Collected data:
========================================================================

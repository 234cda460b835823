//! Constitutive signaling strategy
//!
//! The model shell (steady-state solve, transient integration, mechanical
//! feedback slot) is fixed; what varies between published model generations
//! is the constitutive sub-formulas: how the TGF-β, RANKL/OPG and PTH
//! concentrations are formed and how the mechanical stimulus modulates
//! proliferation and RANKL production. Those formulas live behind the
//! [`SignalingModel`] trait and are injected into the shell — a new variant
//! is a new strategy struct, not a subclass.
//!
//! [`PorosityCoupledSignaling`] is the variant shipped here: TGF-β released
//! by resorption activity, RANKL expressed on precursor osteoblasts under
//! competitive OPG/RANK binding with PTH-regulated production, and a
//! three-regime piecewise mechanotransduction.

use crate::cell::parameters::Parameters;
use crate::load::LoadCase;

/// Read-only evaluation context handed to the strategy.
pub struct SignalingContext<'a> {
    pub parameters: &'a Parameters,
    pub load_case: &'a LoadCase,
    /// Mechanically induced RANKL production \[pM/day\], updated by the
    /// model shell from the current strain deviation.
    pub mechanical_rankl_production: f64,
}

/// Constitutive sub-formulas of one published model variant.
///
/// `t = None` means steady-state evaluation: injection terms vanish and the
/// mechanical stimulus is at baseline.
pub trait SignalingModel: Send + Sync {
    /// TGF-β concentration from resorption activity \[pM\].
    fn tgfb_concentration(&self, ctx: &SignalingContext<'_>, oc_a: f64, t: Option<f64>) -> f64;

    /// TGF-β activation of uncommitted osteoblast differentiation.
    fn tgfb_activation_ob_u(&self, ctx: &SignalingContext<'_>, oc_a: f64, t: Option<f64>) -> f64 {
        let tgfb = self.tgfb_concentration(ctx, oc_a, t);
        tgfb / (tgfb + ctx.parameters.activation.tgfb_ob_u)
    }

    /// TGF-β repression of the precursor→active osteoblast transition.
    fn tgfb_repression_ob_p(&self, ctx: &SignalingContext<'_>, oc_a: f64, t: Option<f64>) -> f64 {
        let tgfb = self.tgfb_concentration(ctx, oc_a, t);
        ctx.parameters.repression.tgfb_ob_p / (tgfb + ctx.parameters.repression.tgfb_ob_p)
    }

    /// TGF-β activation of active-osteoclast apoptosis.
    fn tgfb_activation_oc_a(&self, ctx: &SignalingContext<'_>, oc_a: f64, t: Option<f64>) -> f64 {
        let tgfb = self.tgfb_concentration(ctx, oc_a, t);
        tgfb / (tgfb + ctx.parameters.activation.tgfb_oc_a)
    }

    /// PTH concentration \[pM\].
    fn pth_concentration(&self, ctx: &SignalingContext<'_>, t: Option<f64>) -> f64;

    /// OPG concentration \[pM\].
    fn opg_concentration(
        &self,
        ctx: &SignalingContext<'_>,
        ob_p: f64,
        ob_a: f64,
        t: Option<f64>,
    ) -> f64;

    /// RANKL concentration \[pM\].
    fn rankl_concentration(
        &self,
        ctx: &SignalingContext<'_>,
        ob_p: f64,
        ob_a: f64,
        t: Option<f64>,
    ) -> f64;

    /// RANKL activation of precursor osteoclast differentiation.
    fn rankl_activation_oc_p(
        &self,
        ctx: &SignalingContext<'_>,
        ob_p: f64,
        ob_a: f64,
        t: Option<f64>,
    ) -> f64 {
        let rankl = self.rankl_concentration(ctx, ob_p, ob_a, t);
        rankl / (rankl + ctx.parameters.activation.rankl_rank)
    }

    /// RANKL activation of uncommitted osteoclast differentiation.
    /// Identical to the precursor activation in this model family.
    fn rankl_activation_oc_u(
        &self,
        ctx: &SignalingContext<'_>,
        ob_p: f64,
        ob_a: f64,
        t: Option<f64>,
    ) -> f64 {
        self.rankl_activation_oc_p(ctx, ob_p, ob_a, t)
    }

    /// MCSF activation of uncommitted osteoclast differentiation.
    fn mcsf_activation_oc_u(&self, ctx: &SignalingContext<'_>) -> f64 {
        let p = ctx.parameters;
        p.concentration.mcsf / (p.concentration.mcsf + p.activation.mcsf_oc_u)
    }

    /// Multiplier on the baseline osteoblast-precursor proliferation for a
    /// given normalized strain deviation.
    fn proliferation_multiplier(&self, ctx: &SignalingContext<'_>, strain_effect: f64) -> f64;

    /// Mechanically induced RANKL production for a given normalized strain
    /// deviation \[pM/day\]. Disuse (negative deviation) favors resorption.
    fn disuse_rankl_production(&self, ctx: &SignalingContext<'_>, strain_effect: f64) -> f64;
}

/// The porosity-coupled constitutive formulation.
#[derive(Debug, Clone, Copy, Default)]
pub struct PorosityCoupledSignaling;

impl PorosityCoupledSignaling {
    /// Effective RANKL carrying capacity of the expressing osteoblast
    /// populations under PTH regulation \[pM\].
    fn effective_rankl_capacity(
        &self,
        ctx: &SignalingContext<'_>,
        ob_p: f64,
        ob_a: f64,
        t: Option<f64>,
    ) -> f64 {
        let p = ctx.parameters;
        let expressing = p.production.max_rankl_per_cell
            * (if p.production.ob_p_produces_rankl { ob_p } else { 0.0 }
                + if p.production.ob_a_produces_rankl { ob_a } else { 0.0 });
        let pth = self.pth_concentration(ctx, t);
        let pth_activation = pth / (pth + p.activation.pth_ob);
        expressing * pth_activation
    }

    fn pth_repression_ob(&self, ctx: &SignalingContext<'_>, t: Option<f64>) -> f64 {
        let pth = self.pth_concentration(ctx, t);
        ctx.parameters.repression.pth_ob / (pth + ctx.parameters.repression.pth_ob)
    }
}

impl SignalingModel for PorosityCoupledSignaling {
    fn tgfb_concentration(&self, ctx: &SignalingContext<'_>, oc_a: f64, _t: Option<f64>) -> f64 {
        let p = ctx.parameters;
        p.bone_volume.stored_tgfb_content * oc_a * p.bone_volume.resorption_rate
            / p.calibration.oc_a
            / p.degradation.tgfb
    }

    fn pth_concentration(&self, ctx: &SignalingContext<'_>, t: Option<f64>) -> f64 {
        ctx.parameters.production.intrinsic_pth + ctx.load_case.pth_injection_at(t)
    }

    fn opg_concentration(
        &self,
        ctx: &SignalingContext<'_>,
        ob_p: f64,
        ob_a: f64,
        t: Option<f64>,
    ) -> f64 {
        let p = ctx.parameters;
        let expressing = p.production.min_opg_per_cell
            * (if p.production.ob_p_produces_opg { ob_p } else { 0.0 }
                + if p.production.ob_a_produces_opg { ob_a } else { 0.0 });
        let regulated = expressing / p.calibration.ob_a * self.pth_repression_ob(ctx, t);
        (regulated + ctx.load_case.opg_injection_at(t)) * p.concentration.opg_max
            / (regulated + p.degradation.opg * p.concentration.opg_max)
    }

    fn rankl_concentration(
        &self,
        ctx: &SignalingContext<'_>,
        ob_p: f64,
        ob_a: f64,
        t: Option<f64>,
    ) -> f64 {
        let p = ctx.parameters;
        let capacity = self.effective_rankl_capacity(ctx, ob_p, ob_a, t);
        let opg = self.opg_concentration(ctx, ob_p, ob_a, t);

        // Saturable competitive binding against OPG and RANK.
        let bound = capacity
            / (1.0
                + p.binding.rankl_opg * opg
                + p.binding.rankl_rank * p.concentration.rank);

        let production = p.production.intrinsic_rankl * ob_p
            + ctx.load_case.rankl_injection_at(t)
            + ctx.mechanical_rankl_production;
        let turnover = p.production.intrinsic_rankl * ob_p + p.degradation.rankl * capacity;
        bound * production / turnover
    }

    fn proliferation_multiplier(&self, ctx: &SignalingContext<'_>, strain_effect: f64) -> f64 {
        let strength = ctx.parameters.mechanics.transduction_strength;
        if strain_effect <= 0.0 {
            1.0
        } else if strain_effect < 1.0 / strength {
            1.0 + strength * strain_effect
        } else {
            2.0
        }
    }

    fn disuse_rankl_production(&self, ctx: &SignalingContext<'_>, strain_effect: f64) -> f64 {
        if strain_effect > 0.0 {
            0.0
        } else {
            -ctx.parameters.mechanics.transduction_strength_rankl * strain_effect
        }
    }
}

// =================================================================================================
// Tests
// =================================================================================================

#[cfg(test)]
mod tests {
    use super::*;

    fn context<'a>(parameters: &'a Parameters, load_case: &'a LoadCase) -> SignalingContext<'a> {
        SignalingContext {
            parameters,
            load_case,
            mechanical_rankl_production: 0.0,
        }
    }

    #[test]
    fn test_mcsf_activation_is_half_saturated() {
        let parameters = Parameters::default();
        let load_case = LoadCase::habitual();
        let signaling = PorosityCoupledSignaling;
        let ctx = context(&parameters, &load_case);
        // MCSF concentration equals its activation coefficient.
        assert!((signaling.mcsf_activation_oc_u(&ctx) - 0.5).abs() < 1e-12);
    }

    #[test]
    fn test_tgfb_hill_terms_are_complementary_in_trend() {
        let parameters = Parameters::default();
        let load_case = LoadCase::habitual();
        let signaling = PorosityCoupledSignaling;
        let ctx = context(&parameters, &load_case);

        // More resorption → more TGF-β → stronger OBu activation, weaker
        // OBp transition (repression factor decreases).
        let act_low = signaling.tgfb_activation_ob_u(&ctx, 1.0e-5, None);
        let act_high = signaling.tgfb_activation_ob_u(&ctx, 1.0e-3, None);
        assert!(act_high > act_low);

        let rep_low = signaling.tgfb_repression_ob_p(&ctx, 1.0e-5, None);
        let rep_high = signaling.tgfb_repression_ob_p(&ctx, 1.0e-3, None);
        assert!(rep_high < rep_low);
    }

    #[test]
    fn test_pth_injection_raises_rankl() {
        // Elevated PTH represses OPG and activates RANKL production, so the
        // osteoporosis scenario must see more RANKL inside its window.
        let parameters = Parameters::default();
        let habitual = LoadCase::habitual();
        let osteoporosis = LoadCase::osteoporosis();
        let signaling = PorosityCoupledSignaling;

        let baseline = {
            let ctx = context(&parameters, &habitual);
            signaling.rankl_concentration(&ctx, 1.0e-4, 2.0e-4, Some(10.0))
        };
        let elevated = {
            let ctx = context(&parameters, &osteoporosis);
            signaling.rankl_concentration(&ctx, 1.0e-4, 2.0e-4, Some(10.0))
        };
        assert!(elevated > baseline);
    }

    #[test]
    fn test_proliferation_multiplier_three_regimes() {
        let parameters = Parameters::default();
        let load_case = LoadCase::habitual();
        let signaling = PorosityCoupledSignaling;
        let ctx = context(&parameters, &load_case);
        let saturation = 1.0 / parameters.mechanics.transduction_strength;

        assert_eq!(signaling.proliferation_multiplier(&ctx, -0.5), 1.0);
        assert_eq!(signaling.proliferation_multiplier(&ctx, 0.0), 1.0);
        let mid = signaling.proliferation_multiplier(&ctx, saturation / 2.0);
        assert!(mid > 1.0 && mid < 2.0);
        assert_eq!(signaling.proliferation_multiplier(&ctx, saturation), 2.0);
        assert_eq!(signaling.proliferation_multiplier(&ctx, 10.0 * saturation), 2.0);
    }

    #[test]
    fn test_proliferation_multiplier_continuous_at_breakpoints() {
        let parameters = Parameters::default();
        let load_case = LoadCase::habitual();
        let signaling = PorosityCoupledSignaling;
        let ctx = context(&parameters, &load_case);
        let saturation = 1.0 / parameters.mechanics.transduction_strength;
        let eps = 1e-9;

        // No jump at deviation = 0.
        let below = signaling.proliferation_multiplier(&ctx, -eps);
        let above = signaling.proliferation_multiplier(&ctx, eps);
        assert!((above - below).abs() < 1e-8);

        // No jump at the saturation breakpoint.
        let below = signaling.proliferation_multiplier(&ctx, saturation - eps);
        let above = signaling.proliferation_multiplier(&ctx, saturation + eps);
        assert!((above - below).abs() < 1e-8);
    }

    #[test]
    fn test_disuse_drives_rankl_production() {
        let parameters = Parameters::default();
        let load_case = LoadCase::habitual();
        let signaling = PorosityCoupledSignaling;
        let ctx = context(&parameters, &load_case);

        // Overload: no extra RANKL.
        assert_eq!(signaling.disuse_rankl_production(&ctx, 0.5), 0.0);
        // Disuse: production proportional to the (negative) deviation.
        let production = signaling.disuse_rankl_production(&ctx, -0.4);
        assert!(
            (production - 0.4 * parameters.mechanics.transduction_strength_rankl).abs() < 1e-12
        );
    }
}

========================================================================

### What you should do
The answer must be a single number: the count of lines in the entries that include "normalized".

### Result
2